Primary haemostasis defects comprise von Willebrand disease (VWD) and platelet disorders (PD). Although presenting with mild to moderate bleeding tendency in most cases, severe bleeding and blood loss may occur unexpectedly in trauma and surgery. Diagnosis of VWD and PD often remains difficult owing to the wide spectrum of clinical and laboratory manifestations. Platelet-type von Willebrand disease (PT-VWD) is frequently misdiagnosed as type 2B VWD. Discrimination between type 2B VWD and PT-VWD is crucial as treatment differs. A literature review revealed difficulties in diagnostic work-up and choice of optimal treatment of PT-VWD. Guidelines favour the therapeutic use of platelet concentrates. A telephone survey of diagnostic practice with regard to type 2B VWD/PT-VWD was conducted. The prevalence and incidence of type 2B and PT-VWD remained unclear, but PT-VWD may be underestimated. An international study estimated that PT-VWD constitutes up to 15% of the total number of patients diagnosed with type 2B VWD. Our survey confirmed difficulties with diagnosis and showed that some centres did not exclude PT-VWD in type 2B patients.
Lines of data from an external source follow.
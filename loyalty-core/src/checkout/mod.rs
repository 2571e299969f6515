//! Plan checkout: state machine, attempt driver and server-side backend

mod attempt;
mod message;
mod service;
mod state;

pub use attempt::{CheckoutBackend, CreateChargeRequest, PaymentAttempt};
pub use message::{LOGIN_MESSAGE, RETRY_MESSAGE, user_message};
pub use service::{CheckoutService, external_reference};
pub use state::{PaymentEvent, PaymentStep, TransitionError, transition};
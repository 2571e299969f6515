//! Plan Model

use serde::{Deserialize, Serialize};

use crate::money::Money;

/// Subscription tier offered to merchants
#[derive(Debug, Clone, PartialEq, Serialize, Deserialize)]
pub struct Plan {
    pub id: String,
    pub name: String,
    #[serde(default)]
    pub description: Option<String>,
    pub monthly_price: Money,
    /// Customer profiles included in the monthly price
    #[serde(alias = "user_limit")]
    pub included_profiles: u32,
    /// Fee charged per profile above `included_profiles`
    #[serde(alias = "excess_user_fee")]
    pub excess_profile_fee: Money,
    #[serde(default = "default_active")]
    pub is_active: bool,
}

fn default_active() -> bool {
    true
}
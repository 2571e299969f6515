//! `AppError` and the JSON error body

use super::category::ErrorCategory;
use super::codes::ErrorCode;
use http::StatusCode;
use serde::{Deserialize, Serialize};
use serde_json::Value;
use std::collections::HashMap;
use thiserror::Error;

/// Error returned by every fallible operation in the workspace
///
/// `message` is safe to show to the merchant. Upstream failures are logged
/// where they happen and never copied in here verbatim.
#[derive(Debug, Clone, PartialEq, Error)]
#[error("{message}")]
pub struct AppError {
    pub code: ErrorCode,
    pub message: String,
    /// Structured context (offending field, conflicting values, ...)
    pub details: Option<HashMap<String, Value>>,
}

impl AppError {
    /// Error carrying the code's default message
    pub fn new(code: ErrorCode) -> Self {
        Self::with_message(code, code.message())
    }

    pub fn with_message(code: ErrorCode, message: impl Into<String>) -> Self {
        Self {
            code,
            message: message.into(),
            details: None,
        }
    }

    pub fn with_detail(mut self, key: impl Into<String>, value: impl Into<Value>) -> Self {
        self.details
            .get_or_insert_with(HashMap::new)
            .insert(key.into(), value.into());
        self
    }

    pub fn http_status(&self) -> StatusCode {
        self.code.http_status()
    }

    pub fn validation(msg: impl Into<String>) -> Self {
        Self::with_message(ErrorCode::ValidationFailed, msg)
    }

    /// Missing or blank input field
    pub fn required(field: &str) -> Self {
        Self::with_message(ErrorCode::RequiredField, format!("{field} is required"))
            .with_detail("field", field)
    }

    pub fn not_found(resource: impl Into<String>) -> Self {
        let resource = resource.into();
        Self::with_message(ErrorCode::NotFound, format!("{resource} not found"))
            .with_detail("resource", resource)
    }

    pub fn not_authenticated() -> Self {
        Self::new(ErrorCode::NotAuthenticated)
    }

    pub fn invalid_token(msg: impl Into<String>) -> Self {
        Self::with_message(ErrorCode::TokenInvalid, msg)
    }

    pub fn session_expired() -> Self {
        Self::new(ErrorCode::SessionExpired)
    }

    pub fn invalid_transition(msg: impl Into<String>) -> Self {
        Self::with_message(ErrorCode::InvalidStateTransition, msg)
    }

    /// The user must log in again before retrying
    pub fn requires_login(&self) -> bool {
        matches!(
            self.code,
            ErrorCode::NotAuthenticated | ErrorCode::TokenInvalid | ErrorCode::SessionExpired
        )
    }
}

pub type AppResult<T> = Result<T, AppError>;

/// Response envelope
///
/// Errors always carry `code` and `message`; `data` is only set on success.
#[derive(Debug, Clone, Serialize, Deserialize)]
pub struct ApiResponse<T> {
    #[serde(skip_serializing_if = "Option::is_none")]
    pub code: Option<u16>,
    pub message: String,
    #[serde(skip_serializing_if = "Option::is_none")]
    pub data: Option<T>,
    #[serde(skip_serializing_if = "Option::is_none")]
    pub details: Option<HashMap<String, Value>>,
}

impl<T> ApiResponse<T> {
    pub fn success(data: T) -> Self {
        Self {
            code: Some(ErrorCode::Success.code()),
            message: "OK".to_string(),
            data: Some(data),
            details: None,
        }
    }
}

impl ApiResponse<()> {
    pub fn error(err: &AppError) -> Self {
        Self {
            code: Some(err.code.code()),
            message: err.message.clone(),
            data: None,
            details: err.details.clone(),
        }
    }
}

impl axum::response::IntoResponse for AppError {
    fn into_response(self) -> axum::response::Response {
        if self.code.category() == ErrorCategory::System {
            tracing::error!(code = %self.code, message = %self.message, "Request failed with system error");
        }
        (self.http_status(), axum::Json(ApiResponse::<()>::error(&self))).into_response()
    }
}

#[cfg(test)]
mod tests {
    use super::*;
    use axum::response::IntoResponse;

    #[test]
    fn test_new_uses_default_message() {
        let err = AppError::new(ErrorCode::PlanNotFound);
        assert_eq!(err.message, ErrorCode::PlanNotFound.message());
        assert!(err.details.is_none());
    }

    #[test]
    fn test_details_accumulate() {
        let err = AppError::with_message(ErrorCode::BalanceConflict, "Balance changed")
            .with_detail("quoted_redemption", "20.00")
            .with_detail("available_balance", "12.50");
        let details = err.details.unwrap();
        assert_eq!(details.len(), 2);
        assert_eq!(details["available_balance"], "12.50");
    }

    #[test]
    fn test_required_field() {
        let err = AppError::required("plan_id");
        assert_eq!(err.code, ErrorCode::RequiredField);
        assert_eq!(err.message, "plan_id is required");
        assert_eq!(err.details.unwrap()["field"], "plan_id");
    }

    #[test]
    fn test_requires_login() {
        assert!(AppError::session_expired().requires_login());
        assert!(AppError::invalid_token("bad").requires_login());
        assert!(!AppError::new(ErrorCode::GatewayRejected).requires_login());
    }

    #[test]
    fn test_display_is_message() {
        let err = AppError::not_found("customer");
        assert_eq!(err.to_string(), "customer not found");
    }

    #[test]
    fn test_error_body() {
        let err = AppError::new(ErrorCode::MerchantNotRegistered);
        let body = serde_json::to_value(ApiResponse::<()>::error(&err)).unwrap();
        assert_eq!(body["code"], 3002);
        assert!(body.get("data").is_none());
        assert!(body.get("details").is_none());
    }

    #[test]
    fn test_success_body() {
        let body = serde_json::to_value(ApiResponse::success(vec![1, 2])).unwrap();
        assert_eq!(body["code"], 0);
        assert_eq!(body["data"][1], 2);
    }

    #[test]
    fn test_into_response_status() {
        let response = AppError::new(ErrorCode::BalanceConflict).into_response();
        assert_eq!(response.status(), StatusCode::CONFLICT);
    }
}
Some authors emphasize that genetic testing is the gold standard for diagnosis, but functional testing allows immediate diagnosis. Due to the important therapeutic implications we suggest that type 2B VWD be confirmed by genetic testing and that in case of a negative result PT-VWD should be excluded. PT-VWD should be excluded in all suspected cases of type 2B. PT-VWD should be treated with platelet concentrates.